Stored data entries:
□ □ □ □ □
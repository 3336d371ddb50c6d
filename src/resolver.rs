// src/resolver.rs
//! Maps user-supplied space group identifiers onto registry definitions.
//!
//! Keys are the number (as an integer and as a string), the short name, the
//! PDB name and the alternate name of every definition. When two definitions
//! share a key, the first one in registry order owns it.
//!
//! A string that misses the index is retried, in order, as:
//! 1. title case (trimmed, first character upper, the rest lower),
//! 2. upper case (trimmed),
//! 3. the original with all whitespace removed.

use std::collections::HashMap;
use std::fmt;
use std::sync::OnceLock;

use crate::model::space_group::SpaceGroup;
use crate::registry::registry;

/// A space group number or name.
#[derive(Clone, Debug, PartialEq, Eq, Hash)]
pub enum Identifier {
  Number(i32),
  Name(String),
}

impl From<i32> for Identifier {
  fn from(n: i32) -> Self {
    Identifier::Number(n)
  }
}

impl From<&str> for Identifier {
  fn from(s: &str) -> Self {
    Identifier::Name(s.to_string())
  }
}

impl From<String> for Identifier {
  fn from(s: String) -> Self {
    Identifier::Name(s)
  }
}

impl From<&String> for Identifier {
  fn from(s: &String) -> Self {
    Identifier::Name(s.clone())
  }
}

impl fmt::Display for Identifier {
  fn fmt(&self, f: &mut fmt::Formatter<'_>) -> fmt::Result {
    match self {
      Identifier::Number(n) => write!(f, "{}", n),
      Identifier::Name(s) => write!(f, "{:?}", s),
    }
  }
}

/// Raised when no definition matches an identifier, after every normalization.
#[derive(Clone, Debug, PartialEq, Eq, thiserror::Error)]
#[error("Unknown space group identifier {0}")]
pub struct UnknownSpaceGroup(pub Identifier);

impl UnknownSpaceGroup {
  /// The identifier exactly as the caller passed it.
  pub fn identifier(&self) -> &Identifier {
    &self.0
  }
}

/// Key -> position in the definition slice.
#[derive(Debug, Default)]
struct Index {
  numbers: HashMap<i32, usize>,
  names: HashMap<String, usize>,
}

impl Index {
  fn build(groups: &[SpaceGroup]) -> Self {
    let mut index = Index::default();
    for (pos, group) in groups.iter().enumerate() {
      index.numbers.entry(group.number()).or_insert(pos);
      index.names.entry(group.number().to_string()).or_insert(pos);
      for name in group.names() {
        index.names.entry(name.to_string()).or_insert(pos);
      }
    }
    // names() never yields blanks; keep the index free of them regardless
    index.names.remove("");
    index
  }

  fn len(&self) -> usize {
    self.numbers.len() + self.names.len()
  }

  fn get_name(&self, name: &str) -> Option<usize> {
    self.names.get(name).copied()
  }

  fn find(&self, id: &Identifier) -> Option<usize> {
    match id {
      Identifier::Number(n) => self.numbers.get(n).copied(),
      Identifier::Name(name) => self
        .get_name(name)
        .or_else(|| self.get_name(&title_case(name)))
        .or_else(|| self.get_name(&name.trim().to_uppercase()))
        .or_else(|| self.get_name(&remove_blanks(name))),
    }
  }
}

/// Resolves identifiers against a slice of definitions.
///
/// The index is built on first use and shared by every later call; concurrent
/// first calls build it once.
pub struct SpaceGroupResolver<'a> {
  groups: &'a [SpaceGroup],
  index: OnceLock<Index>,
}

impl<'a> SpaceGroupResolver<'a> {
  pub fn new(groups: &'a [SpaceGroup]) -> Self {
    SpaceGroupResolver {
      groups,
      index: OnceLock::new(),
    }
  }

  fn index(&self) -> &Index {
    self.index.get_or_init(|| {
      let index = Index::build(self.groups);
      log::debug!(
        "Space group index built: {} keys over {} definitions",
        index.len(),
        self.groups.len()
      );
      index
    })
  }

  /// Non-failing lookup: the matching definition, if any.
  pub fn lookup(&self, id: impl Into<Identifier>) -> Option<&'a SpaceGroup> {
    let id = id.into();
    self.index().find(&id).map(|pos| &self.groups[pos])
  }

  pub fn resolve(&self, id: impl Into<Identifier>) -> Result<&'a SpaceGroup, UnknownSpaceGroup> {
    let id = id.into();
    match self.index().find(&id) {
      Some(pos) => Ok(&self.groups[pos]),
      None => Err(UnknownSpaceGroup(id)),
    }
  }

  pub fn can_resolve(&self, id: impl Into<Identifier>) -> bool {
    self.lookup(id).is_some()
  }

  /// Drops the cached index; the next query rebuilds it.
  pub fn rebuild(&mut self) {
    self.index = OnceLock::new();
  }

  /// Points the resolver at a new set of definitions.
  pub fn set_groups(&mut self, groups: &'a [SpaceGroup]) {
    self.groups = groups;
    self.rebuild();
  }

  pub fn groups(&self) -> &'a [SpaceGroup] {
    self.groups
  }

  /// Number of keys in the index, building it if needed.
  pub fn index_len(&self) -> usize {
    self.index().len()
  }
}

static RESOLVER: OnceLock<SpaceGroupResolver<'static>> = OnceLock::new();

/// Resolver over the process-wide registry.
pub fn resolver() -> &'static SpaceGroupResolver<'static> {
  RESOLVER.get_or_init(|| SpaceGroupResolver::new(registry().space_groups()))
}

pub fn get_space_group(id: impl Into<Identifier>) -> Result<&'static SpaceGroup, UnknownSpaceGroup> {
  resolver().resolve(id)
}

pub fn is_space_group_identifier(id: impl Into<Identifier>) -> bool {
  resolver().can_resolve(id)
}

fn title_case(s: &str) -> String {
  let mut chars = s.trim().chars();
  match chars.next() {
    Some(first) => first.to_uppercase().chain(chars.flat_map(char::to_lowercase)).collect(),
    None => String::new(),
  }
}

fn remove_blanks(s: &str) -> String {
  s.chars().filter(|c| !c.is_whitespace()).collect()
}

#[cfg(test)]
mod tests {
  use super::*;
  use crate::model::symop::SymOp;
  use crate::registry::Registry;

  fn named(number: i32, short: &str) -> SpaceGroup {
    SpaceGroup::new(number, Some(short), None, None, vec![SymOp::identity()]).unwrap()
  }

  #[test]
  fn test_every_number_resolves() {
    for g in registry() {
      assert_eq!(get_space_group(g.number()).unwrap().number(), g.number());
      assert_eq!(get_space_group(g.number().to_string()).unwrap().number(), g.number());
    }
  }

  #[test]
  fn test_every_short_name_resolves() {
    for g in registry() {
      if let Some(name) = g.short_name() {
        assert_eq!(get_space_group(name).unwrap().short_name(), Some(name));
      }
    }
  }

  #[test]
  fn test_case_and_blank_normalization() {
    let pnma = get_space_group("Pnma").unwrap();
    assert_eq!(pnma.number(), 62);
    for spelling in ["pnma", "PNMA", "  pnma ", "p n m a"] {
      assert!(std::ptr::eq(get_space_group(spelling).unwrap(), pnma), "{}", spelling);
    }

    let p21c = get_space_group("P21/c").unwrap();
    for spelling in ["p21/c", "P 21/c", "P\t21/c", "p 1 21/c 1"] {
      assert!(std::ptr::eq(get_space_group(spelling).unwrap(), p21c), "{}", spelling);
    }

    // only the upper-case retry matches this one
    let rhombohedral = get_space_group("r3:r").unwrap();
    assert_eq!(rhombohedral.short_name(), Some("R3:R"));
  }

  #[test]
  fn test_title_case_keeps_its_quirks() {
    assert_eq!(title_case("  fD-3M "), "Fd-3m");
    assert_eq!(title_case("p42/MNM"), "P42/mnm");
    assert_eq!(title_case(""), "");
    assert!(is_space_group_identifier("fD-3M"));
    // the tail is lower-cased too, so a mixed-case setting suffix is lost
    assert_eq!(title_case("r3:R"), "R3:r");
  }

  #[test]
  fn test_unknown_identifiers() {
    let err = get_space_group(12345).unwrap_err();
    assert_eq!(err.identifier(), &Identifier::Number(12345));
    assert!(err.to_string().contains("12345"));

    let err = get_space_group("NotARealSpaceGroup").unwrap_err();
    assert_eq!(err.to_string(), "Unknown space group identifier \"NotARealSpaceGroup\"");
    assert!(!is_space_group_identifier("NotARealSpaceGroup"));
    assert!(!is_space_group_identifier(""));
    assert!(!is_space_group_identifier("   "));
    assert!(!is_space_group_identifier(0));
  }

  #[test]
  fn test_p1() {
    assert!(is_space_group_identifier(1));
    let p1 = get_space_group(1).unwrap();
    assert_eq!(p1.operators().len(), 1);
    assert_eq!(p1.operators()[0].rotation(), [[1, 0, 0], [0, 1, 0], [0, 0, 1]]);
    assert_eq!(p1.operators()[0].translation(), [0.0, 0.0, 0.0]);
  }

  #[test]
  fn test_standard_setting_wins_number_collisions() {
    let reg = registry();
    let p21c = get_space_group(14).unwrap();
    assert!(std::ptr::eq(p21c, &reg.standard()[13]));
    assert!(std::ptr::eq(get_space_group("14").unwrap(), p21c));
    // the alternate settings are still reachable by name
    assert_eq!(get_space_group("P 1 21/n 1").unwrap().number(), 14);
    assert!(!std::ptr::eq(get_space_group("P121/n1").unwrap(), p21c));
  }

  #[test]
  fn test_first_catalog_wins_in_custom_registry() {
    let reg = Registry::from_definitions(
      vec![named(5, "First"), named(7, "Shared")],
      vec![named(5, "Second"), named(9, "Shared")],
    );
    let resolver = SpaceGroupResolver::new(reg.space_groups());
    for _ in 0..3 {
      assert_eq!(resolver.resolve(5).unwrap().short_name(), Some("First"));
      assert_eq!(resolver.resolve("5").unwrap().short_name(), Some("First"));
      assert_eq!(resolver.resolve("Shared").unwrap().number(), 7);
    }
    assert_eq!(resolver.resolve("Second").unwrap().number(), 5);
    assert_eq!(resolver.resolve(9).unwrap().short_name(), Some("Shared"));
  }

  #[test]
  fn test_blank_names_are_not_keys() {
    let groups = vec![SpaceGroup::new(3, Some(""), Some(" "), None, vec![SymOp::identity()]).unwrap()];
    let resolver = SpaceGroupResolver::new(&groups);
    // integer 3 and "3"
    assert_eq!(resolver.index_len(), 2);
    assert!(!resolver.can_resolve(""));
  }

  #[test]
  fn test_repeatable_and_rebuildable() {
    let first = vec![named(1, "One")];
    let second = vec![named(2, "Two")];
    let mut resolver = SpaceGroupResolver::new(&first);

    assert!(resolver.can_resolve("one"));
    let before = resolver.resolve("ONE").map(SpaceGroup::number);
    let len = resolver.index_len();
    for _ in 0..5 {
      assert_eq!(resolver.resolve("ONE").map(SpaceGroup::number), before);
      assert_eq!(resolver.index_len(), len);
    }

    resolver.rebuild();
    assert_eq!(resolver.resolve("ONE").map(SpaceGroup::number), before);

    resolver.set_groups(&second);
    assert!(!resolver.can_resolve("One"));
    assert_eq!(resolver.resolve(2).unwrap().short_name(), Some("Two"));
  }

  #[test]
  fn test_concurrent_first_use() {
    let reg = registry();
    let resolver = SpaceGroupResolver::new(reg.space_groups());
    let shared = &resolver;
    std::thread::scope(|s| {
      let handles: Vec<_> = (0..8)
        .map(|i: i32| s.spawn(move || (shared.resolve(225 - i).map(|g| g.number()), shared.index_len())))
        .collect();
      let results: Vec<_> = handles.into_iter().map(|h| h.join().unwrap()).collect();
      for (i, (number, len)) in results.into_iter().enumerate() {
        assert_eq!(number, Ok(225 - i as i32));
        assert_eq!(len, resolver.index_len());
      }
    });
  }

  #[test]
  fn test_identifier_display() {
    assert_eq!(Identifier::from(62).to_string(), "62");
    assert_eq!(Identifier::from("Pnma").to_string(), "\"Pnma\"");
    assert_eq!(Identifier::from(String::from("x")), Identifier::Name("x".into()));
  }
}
□ □ □ □ □
Work required
Give the number of lines containing "before" in the entries, and no other text.

Result below
3